## [PROBLEM TO WORK ON]
Lines below that hold the word "first" must be copied in full.

## [ENTRIES PROVIDED]
//! Wire text parsing using the icalendar crate's parser.

use chrono::{NaiveDate, NaiveTime, TimeZone};
use chrono_tz::Tz;
use icalendar::{
    CalendarDateTime, DatePerhapsTime,
    parser::{Component as ParsedComponent, read_calendar, unfold},
};

use crate::category::Category;
use crate::error::{SyncError, SyncResult};
use crate::ics::{CodecConfig, priority_from_wire};
use crate::remote_object::{ObjectKind, RemoteObject};

/// Parse wire text into a [`RemoteObject`].
///
/// Reads the first VEVENT or VTODO in the container. Fields outside the
/// understood set are dropped; unparsable text is a [`SyncError::MalformedObject`].
pub fn parse_object(content: &str, cfg: &CodecConfig) -> SyncResult<RemoteObject> {
    let unfolded = unfold(content);
    let calendar = read_calendar(&unfolded)
        .map_err(|e| SyncError::MalformedObject(e.to_string()))?;

    let component = calendar
        .components
        .iter()
        .find(|c| c.name == "VEVENT" || c.name == "VTODO")
        .ok_or_else(|| SyncError::MalformedObject("no VEVENT or VTODO component".to_string()))?;

    let kind = if component.name == "VEVENT" {
        ObjectKind::ScheduledEvent
    } else {
        ObjectKind::ActionItem
    };

    let uid = component
        .find_prop("UID")
        .map(|p| p.val.to_string())
        .ok_or_else(|| SyncError::MalformedObject("missing UID".to_string()))?;

    let summary = component
        .find_prop("SUMMARY")
        .map(|p| p.val.to_string())
        .unwrap_or_else(|| "(No title)".to_string());
    let description = component.find_prop("DESCRIPTION").map(|p| p.val.to_string());
    let location = component.find_prop("LOCATION").map(|p| p.val.to_string());

    // Start for events, due for action items. A pure date means an all-day
    // object: no time-of-day is populated.
    let start_prop = match kind {
        ObjectKind::ScheduledEvent => component.find_prop("DTSTART"),
        ObjectKind::ActionItem => component.find_prop("DUE"),
    };
    let (due_date, due_time) = start_prop
        .and_then(|p| DatePerhapsTime::try_from(p).ok())
        .map(|dpt| split_local(dpt, cfg.timezone))
        .unwrap_or((None, None));

    // End moment only exists for events.
    let end_time = match kind {
        ObjectKind::ScheduledEvent => component
            .find_prop("DTEND")
            .and_then(|p| DatePerhapsTime::try_from(p).ok())
            .and_then(|dpt| split_local(dpt, cfg.timezone).1),
        ObjectKind::ActionItem => None,
    };

    let status = component
        .find_prop("STATUS")
        .map(|p| p.val.to_string())
        .unwrap_or_default();
    let completed = match kind {
        ObjectKind::ScheduledEvent => status == "CANCELLED",
        ObjectKind::ActionItem => status == "COMPLETED",
    };

    let category = component
        .find_prop("CATEGORIES")
        .map(|p| {
            let val = p.val.to_string();
            Category::from_tag(val.split(',').next().unwrap_or(""))
        })
        .unwrap_or(Category::Other);

    let priority = component
        .find_prop("PRIORITY")
        .and_then(|p| p.val.as_ref().parse::<u8>().ok())
        .map(|wire| priority_from_wire(wire, cfg.priority_levels))
        .unwrap_or_else(|| priority_from_wire(5, cfg.priority_levels));

    let sequence = component
        .find_prop("SEQUENCE")
        .and_then(|p| p.val.as_ref().parse().ok())
        .unwrap_or(0);

    let source_task_id = component
        .find_prop("X-FARMHOUSE-TASK-ID")
        .and_then(|p| p.val.as_ref().parse().ok());

    let reminder_offsets = parse_reminders(component);

    Ok(RemoteObject {
        uid,
        kind,
        summary,
        description,
        location,
        due_date,
        due_time,
        end_time,
        category,
        priority,
        completed,
        sequence,
        source_task_id,
        reminder_offsets,
    })
}

/// Split a parsed date-or-datetime into calendar date and time-of-day in the
/// configured local zone. A pure date yields no time component.
fn split_local(dpt: DatePerhapsTime, tz: Tz) -> (Option<NaiveDate>, Option<NaiveTime>) {
    match dpt {
        DatePerhapsTime::Date(d) => (Some(d), None),
        DatePerhapsTime::DateTime(CalendarDateTime::Utc(dt)) => {
            let local = dt.with_timezone(&tz).naive_local();
            (Some(local.date()), Some(local.time()))
        }
        DatePerhapsTime::DateTime(CalendarDateTime::Floating(naive)) => {
            (Some(naive.date()), Some(naive.time()))
        }
        DatePerhapsTime::DateTime(CalendarDateTime::WithTimezone { date_time, tzid }) => {
            match tzid.parse::<Tz>() {
                Ok(source) if source != tz => source
                    .from_local_datetime(&date_time)
                    .single()
                    .map(|dt| {
                        let local = dt.with_timezone(&tz).naive_local();
                        (Some(local.date()), Some(local.time()))
                    })
                    .unwrap_or((Some(date_time.date()), Some(date_time.time()))),
                // Same zone, or one we can't resolve: take the wall time as-is.
                _ => (Some(date_time.date()), Some(date_time.time())),
            }
        }
    }
}

/// Collect relative-trigger alarm offsets (minutes before the due moment).
fn parse_reminders(component: &ParsedComponent) -> Vec<i64> {
    component
        .components
        .iter()
        .filter(|c| c.name == "VALARM")
        .filter_map(|alarm| {
            let trigger = alarm.find_prop("TRIGGER")?.val.as_ref().to_string();
            parse_trigger_minutes(&trigger)
        })
        .collect()
}

/// Parse a TRIGGER value to minutes before the due moment (-PT30M, -P1D, ...).
fn parse_trigger_minutes(value: &str) -> Option<i64> {
    let is_before = value.starts_with('-');
    let duration_str = value.trim_start_matches('-');

    let duration = iso8601::duration(duration_str).ok()?;
    let std_duration: std::time::Duration = duration.into();
    let minutes = (std_duration.as_secs() / 60) as i64;

    Some(if is_before { minutes } else { -minutes })
}

#[cfg(test)]
mod tests {
    use super::*;
    use crate::ics::encode_record;
    use crate::record::{LocalRecord, RecordKind};
    use chrono::NaiveDate;

    fn make_reminder() -> LocalRecord {
        LocalRecord {
            id: 42,
            title: "Trim Hooves".to_string(),
            description: None,
            kind: RecordKind::Reminder,
            date: NaiveDate::from_ymd_opt(2026, 3, 1),
            start_time: None,
            end_time: None,
            location: None,
            category: Category::Livestock,
            priority: 3,
            completed: false,
            completed_at: None,
            active: true,
            remote_id: None,
            reminder_offsets: vec![],
        }
    }

    #[test]
    fn test_dated_reminder_roundtrip_without_time() {
        let cfg = CodecConfig::default();
        let ics = encode_record(&make_reminder(), &cfg, 0).unwrap();
        let parsed = parse_object(&ics, &cfg).unwrap();

        assert_eq!(parsed.uid, "origin-task-42@farmhouse");
        assert_eq!(parsed.kind, ObjectKind::ActionItem);
        assert_eq!(parsed.summary, "Trim Hooves");
        assert_eq!(parsed.due_date, NaiveDate::from_ymd_opt(2026, 3, 1));
        assert_eq!(parsed.due_time, None);
        assert_eq!(parsed.source_task_id, Some(42));
        assert!(!parsed.completed);
    }

    #[test]
    fn test_timed_reminder_roundtrip_with_offsets() {
        let cfg = CodecConfig {
            timezone: chrono_tz::Europe::Stockholm,
            ..CodecConfig::default()
        };
        let mut record = make_reminder();
        record.start_time = chrono::NaiveTime::from_hms_opt(7, 30, 0);
        record.end_time = chrono::NaiveTime::from_hms_opt(8, 0, 0);
        record.priority = 1;
        record.reminder_offsets = vec![0, 1440];

        let ics = encode_record(&record, &cfg, 0).unwrap();
        let parsed = parse_object(&ics, &cfg).unwrap();

        assert_eq!(parsed.due_date, record.date);
        assert_eq!(parsed.due_time, record.start_time);
        assert_eq!(parsed.category, Category::Livestock);
        assert_eq!(parsed.priority, 1);
        assert_eq!(parsed.completed, record.completed);
        assert_eq!(parsed.reminder_offsets, vec![0, 1440]);
    }

    #[test]
    fn test_encode_decode_encode_is_stable() {
        let cfg = CodecConfig::default();
        let mut record = make_reminder();
        record.description = Some("Front paddock first".to_string());
        record.location = Some("Barn".to_string());

        let first = encode_record(&record, &cfg, 0).unwrap();
        let parsed = parse_object(&first, &cfg).unwrap();
        assert!(parsed.matches_record(&record));
    }

    #[test]
    fn test_event_roundtrip_preserves_times() {
        let cfg = CodecConfig::default();
        let record = LocalRecord {
            id: 9,
            title: "Vet visit".to_string(),
            description: Some("Annual checkup".to_string()),
            kind: RecordKind::Event,
            date: NaiveDate::from_ymd_opt(2026, 5, 2),
            start_time: chrono::NaiveTime::from_hms_opt(14, 0, 0),
            end_time: chrono::NaiveTime::from_hms_opt(15, 30, 0),
            location: Some("North barn".to_string()),
            category: Category::Health,
            priority: 2,
            completed: false,
            completed_at: None,
            active: true,
            remote_id: None,
            reminder_offsets: vec![],
        };

        let ics = encode_record(&record, &cfg, 0).unwrap();
        let parsed = parse_object(&ics, &cfg).unwrap();

        assert_eq!(parsed.kind, ObjectKind::ScheduledEvent);
        assert_eq!(parsed.due_date, record.date);
        assert_eq!(parsed.due_time, record.start_time);
        assert_eq!(parsed.end_time, record.end_time);
        assert_eq!(parsed.description, record.description);
        assert_eq!(parsed.location, record.location);
        assert!(parsed.matches_record(&record));
    }

    #[test]
    fn test_cancelled_event_decodes_as_completed() {
        let cfg = CodecConfig::default();
        let ics = "BEGIN:VCALENDAR\r\n\
VERSION:2.0\r\n\
PRODID:TEST\r\n\
BEGIN:VEVENT\r\n\
UID:ext-1@phone\r\n\
SUMMARY:Pay feed invoice\r\n\
DTSTART:20260301T100000Z\r\n\
DTEND:20260301T110000Z\r\n\
STATUS:CANCELLED\r\n\
END:VEVENT\r\n\
END:VCALENDAR\r\n";
        let parsed = parse_object(ics, &cfg).unwrap();
        assert!(parsed.completed);
        assert_eq!(parsed.kind, ObjectKind::ScheduledEvent);
    }

    #[test]
    fn test_utc_datetime_converts_to_configured_zone() {
        let cfg = CodecConfig {
            timezone: chrono_tz::Europe::Stockholm,
            ..CodecConfig::default()
        };
        let ics = "BEGIN:VCALENDAR\r\n\
VERSION:2.0\r\n\
PRODID:TEST\r\n\
BEGIN:VTODO\r\n\
UID:ext-2@phone\r\n\
SUMMARY:Check beehives\r\n\
DUE:20260701T100000Z\r\n\
END:VTODO\r\n\
END:VCALENDAR\r\n";
        let parsed = parse_object(ics, &cfg).unwrap();
        // July: Stockholm is UTC+2.
        assert_eq!(parsed.due_date, NaiveDate::from_ymd_opt(2026, 7, 1));
        assert_eq!(parsed.due_time, chrono::NaiveTime::from_hms_opt(12, 0, 0));
    }

    #[test]
    fn test_unknown_category_maps_to_other() {
        let cfg = CodecConfig::default();
        let ics = "BEGIN:VCALENDAR\r\n\
VERSION:2.0\r\n\
PRODID:TEST\r\n\
BEGIN:VTODO\r\n\
UID:ext-3@phone\r\n\
SUMMARY:Sharpen scythe\r\n\
CATEGORIES:Blacksmithing\r\n\
END:VTODO\r\n\
END:VCALENDAR\r\n";
        let parsed = parse_object(ics, &cfg).unwrap();
        assert_eq!(parsed.category, Category::Other);
        assert_eq!(parsed.due_date, None);
        assert_eq!(parsed.due_time, None);
    }

    #[test]
    fn test_garbage_is_a_malformed_object() {
        let cfg = CodecConfig::default();
        assert!(matches!(
            parse_object("not a calendar", &cfg),
            Err(SyncError::MalformedObject(_))
        ));
        let no_component = "BEGIN:VCALENDAR\r\nVERSION:2.0\r\nEND:VCALENDAR\r\n";
        assert!(matches!(
            parse_object(no_component, &cfg),
            Err(SyncError::MalformedObject(_))
        ));
    }

    #[test]
    fn test_missing_uid_is_malformed() {
        let cfg = CodecConfig::default();
        let ics = "BEGIN:VCALENDAR\r\n\
VERSION:2.0\r\n\
BEGIN:VTODO\r\n\
SUMMARY:No uid here\r\n\
END:VTODO\r\n\
END:VCALENDAR\r\n";
        assert!(matches!(
            parse_object(ics, &cfg),
            Err(SyncError::MalformedObject(_))
        ));
    }
}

## [RESPONSE]
/// Reads the first VEVENT or VTODO in the container. Fields outside the
        record.description = Some("Front paddock first".to_string());
        let first = encode_record(&record, &cfg, 0).unwrap();
        let parsed = parse_object(&first, &cfg).unwrap();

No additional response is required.